** Opening Provided records block **
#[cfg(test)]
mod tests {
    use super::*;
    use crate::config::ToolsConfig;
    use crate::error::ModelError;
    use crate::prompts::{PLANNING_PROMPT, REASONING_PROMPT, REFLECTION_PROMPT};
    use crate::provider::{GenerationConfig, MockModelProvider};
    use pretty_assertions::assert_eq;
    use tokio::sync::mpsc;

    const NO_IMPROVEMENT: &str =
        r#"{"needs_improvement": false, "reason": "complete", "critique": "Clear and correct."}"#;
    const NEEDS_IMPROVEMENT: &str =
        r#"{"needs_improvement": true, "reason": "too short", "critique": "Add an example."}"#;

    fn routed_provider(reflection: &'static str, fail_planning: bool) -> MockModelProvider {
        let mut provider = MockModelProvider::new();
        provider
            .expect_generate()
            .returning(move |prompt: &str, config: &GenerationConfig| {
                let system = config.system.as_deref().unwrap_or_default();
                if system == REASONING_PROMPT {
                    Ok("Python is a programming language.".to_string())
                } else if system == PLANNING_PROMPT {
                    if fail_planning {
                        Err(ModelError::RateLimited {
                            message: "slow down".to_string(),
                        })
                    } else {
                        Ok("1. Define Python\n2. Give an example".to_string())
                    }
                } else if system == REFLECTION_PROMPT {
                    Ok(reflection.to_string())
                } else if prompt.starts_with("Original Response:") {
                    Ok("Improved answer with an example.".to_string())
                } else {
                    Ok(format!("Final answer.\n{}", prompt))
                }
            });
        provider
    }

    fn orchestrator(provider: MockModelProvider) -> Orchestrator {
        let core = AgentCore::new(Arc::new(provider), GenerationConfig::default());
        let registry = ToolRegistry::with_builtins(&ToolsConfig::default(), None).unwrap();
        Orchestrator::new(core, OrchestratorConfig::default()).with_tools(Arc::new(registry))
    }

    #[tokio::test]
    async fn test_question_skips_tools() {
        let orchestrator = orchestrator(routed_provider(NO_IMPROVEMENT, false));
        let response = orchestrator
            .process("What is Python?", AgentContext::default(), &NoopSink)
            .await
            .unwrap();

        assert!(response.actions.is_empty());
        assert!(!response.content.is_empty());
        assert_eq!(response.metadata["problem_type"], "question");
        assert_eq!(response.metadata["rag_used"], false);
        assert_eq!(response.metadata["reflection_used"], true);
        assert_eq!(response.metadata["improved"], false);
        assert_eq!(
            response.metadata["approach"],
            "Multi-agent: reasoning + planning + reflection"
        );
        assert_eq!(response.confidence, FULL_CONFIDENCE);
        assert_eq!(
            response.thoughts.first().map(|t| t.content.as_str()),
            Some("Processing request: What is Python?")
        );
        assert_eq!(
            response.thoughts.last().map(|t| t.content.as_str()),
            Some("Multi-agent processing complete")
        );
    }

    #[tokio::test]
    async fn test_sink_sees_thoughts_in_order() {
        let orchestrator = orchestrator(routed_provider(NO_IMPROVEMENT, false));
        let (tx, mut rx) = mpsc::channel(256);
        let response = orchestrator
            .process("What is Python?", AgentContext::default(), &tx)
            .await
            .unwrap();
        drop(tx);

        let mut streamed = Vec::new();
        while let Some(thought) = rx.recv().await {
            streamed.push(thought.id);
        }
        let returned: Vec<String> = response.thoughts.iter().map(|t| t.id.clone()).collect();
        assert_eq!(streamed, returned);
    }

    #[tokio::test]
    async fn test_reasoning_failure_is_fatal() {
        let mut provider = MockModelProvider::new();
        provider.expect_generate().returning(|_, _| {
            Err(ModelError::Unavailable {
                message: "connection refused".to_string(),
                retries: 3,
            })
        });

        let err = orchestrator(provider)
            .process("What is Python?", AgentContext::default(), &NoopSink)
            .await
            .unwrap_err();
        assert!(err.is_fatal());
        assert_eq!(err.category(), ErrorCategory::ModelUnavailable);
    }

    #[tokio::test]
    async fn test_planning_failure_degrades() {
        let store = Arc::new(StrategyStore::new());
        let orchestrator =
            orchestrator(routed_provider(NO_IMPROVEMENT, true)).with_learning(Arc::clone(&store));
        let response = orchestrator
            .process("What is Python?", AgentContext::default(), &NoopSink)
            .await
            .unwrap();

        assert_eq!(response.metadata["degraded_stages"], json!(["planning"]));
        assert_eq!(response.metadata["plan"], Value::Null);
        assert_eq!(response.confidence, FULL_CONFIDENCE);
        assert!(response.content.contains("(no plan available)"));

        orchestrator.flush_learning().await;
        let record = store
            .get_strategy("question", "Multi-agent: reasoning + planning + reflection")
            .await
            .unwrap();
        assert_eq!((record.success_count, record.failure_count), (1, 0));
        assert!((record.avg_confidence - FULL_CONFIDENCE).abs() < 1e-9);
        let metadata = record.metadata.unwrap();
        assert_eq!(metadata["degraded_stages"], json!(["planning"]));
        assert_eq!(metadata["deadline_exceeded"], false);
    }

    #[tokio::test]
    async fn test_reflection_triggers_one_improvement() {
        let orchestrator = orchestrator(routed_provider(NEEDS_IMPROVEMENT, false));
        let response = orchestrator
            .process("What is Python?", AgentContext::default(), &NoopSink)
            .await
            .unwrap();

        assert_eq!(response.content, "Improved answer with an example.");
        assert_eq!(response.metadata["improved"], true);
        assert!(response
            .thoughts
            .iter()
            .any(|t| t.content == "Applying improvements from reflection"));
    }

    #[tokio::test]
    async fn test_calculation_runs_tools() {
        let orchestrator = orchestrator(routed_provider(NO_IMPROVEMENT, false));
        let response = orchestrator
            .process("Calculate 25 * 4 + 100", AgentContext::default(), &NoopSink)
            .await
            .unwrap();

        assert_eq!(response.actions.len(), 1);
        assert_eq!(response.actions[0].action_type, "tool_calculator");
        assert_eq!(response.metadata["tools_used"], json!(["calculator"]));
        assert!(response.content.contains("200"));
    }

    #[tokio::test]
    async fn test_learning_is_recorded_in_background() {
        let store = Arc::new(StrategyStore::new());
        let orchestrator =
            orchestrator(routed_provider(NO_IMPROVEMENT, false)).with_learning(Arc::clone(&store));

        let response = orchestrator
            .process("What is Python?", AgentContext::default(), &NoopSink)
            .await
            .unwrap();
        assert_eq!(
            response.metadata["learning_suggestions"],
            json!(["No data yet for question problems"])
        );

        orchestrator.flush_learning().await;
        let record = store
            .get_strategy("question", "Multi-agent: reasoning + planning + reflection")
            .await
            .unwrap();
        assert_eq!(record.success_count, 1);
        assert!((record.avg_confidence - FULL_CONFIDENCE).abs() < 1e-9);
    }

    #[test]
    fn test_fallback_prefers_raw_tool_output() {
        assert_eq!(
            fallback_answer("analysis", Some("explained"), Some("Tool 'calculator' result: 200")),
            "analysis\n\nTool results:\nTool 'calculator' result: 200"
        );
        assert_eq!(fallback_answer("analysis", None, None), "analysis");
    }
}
** Closing Provided records block **
** Opening Provided records block **
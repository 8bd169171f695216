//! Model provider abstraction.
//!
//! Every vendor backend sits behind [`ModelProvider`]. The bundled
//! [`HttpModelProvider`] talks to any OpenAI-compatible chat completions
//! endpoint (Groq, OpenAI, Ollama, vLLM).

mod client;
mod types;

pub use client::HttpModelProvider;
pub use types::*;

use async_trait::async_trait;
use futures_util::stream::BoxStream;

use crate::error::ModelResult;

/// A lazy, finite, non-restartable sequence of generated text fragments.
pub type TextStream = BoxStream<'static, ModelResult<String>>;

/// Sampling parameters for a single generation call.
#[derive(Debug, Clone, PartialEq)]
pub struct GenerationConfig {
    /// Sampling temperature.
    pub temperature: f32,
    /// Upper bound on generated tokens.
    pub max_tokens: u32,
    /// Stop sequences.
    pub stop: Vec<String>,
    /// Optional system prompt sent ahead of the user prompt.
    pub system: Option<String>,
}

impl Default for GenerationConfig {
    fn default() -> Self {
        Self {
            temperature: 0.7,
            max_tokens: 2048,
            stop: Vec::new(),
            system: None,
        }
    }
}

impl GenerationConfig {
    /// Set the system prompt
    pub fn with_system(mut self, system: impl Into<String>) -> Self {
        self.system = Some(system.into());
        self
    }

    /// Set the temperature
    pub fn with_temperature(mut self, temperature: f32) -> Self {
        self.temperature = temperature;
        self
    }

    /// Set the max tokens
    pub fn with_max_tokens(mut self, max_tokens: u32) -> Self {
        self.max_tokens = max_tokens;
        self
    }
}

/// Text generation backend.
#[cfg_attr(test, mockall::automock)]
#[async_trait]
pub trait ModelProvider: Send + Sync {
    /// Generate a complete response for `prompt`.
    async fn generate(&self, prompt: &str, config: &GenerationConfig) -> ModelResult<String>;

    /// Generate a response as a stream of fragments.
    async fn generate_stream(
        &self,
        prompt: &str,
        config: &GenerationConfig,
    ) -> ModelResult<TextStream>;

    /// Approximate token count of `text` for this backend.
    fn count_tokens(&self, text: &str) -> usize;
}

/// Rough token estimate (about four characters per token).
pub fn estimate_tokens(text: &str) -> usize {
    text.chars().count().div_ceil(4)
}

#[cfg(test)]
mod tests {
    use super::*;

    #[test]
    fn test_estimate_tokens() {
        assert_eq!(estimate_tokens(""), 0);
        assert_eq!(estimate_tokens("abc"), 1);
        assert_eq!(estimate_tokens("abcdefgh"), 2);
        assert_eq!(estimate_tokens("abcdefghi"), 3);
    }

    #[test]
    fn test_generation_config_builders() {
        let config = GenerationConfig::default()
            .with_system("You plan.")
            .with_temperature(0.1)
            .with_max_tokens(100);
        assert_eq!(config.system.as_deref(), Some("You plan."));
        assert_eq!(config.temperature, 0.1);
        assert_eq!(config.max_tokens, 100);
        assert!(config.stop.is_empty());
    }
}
** Closing Provided records block **
Line by line, count how many lines of the entries contain the word "BoxStream", and give only that number.

2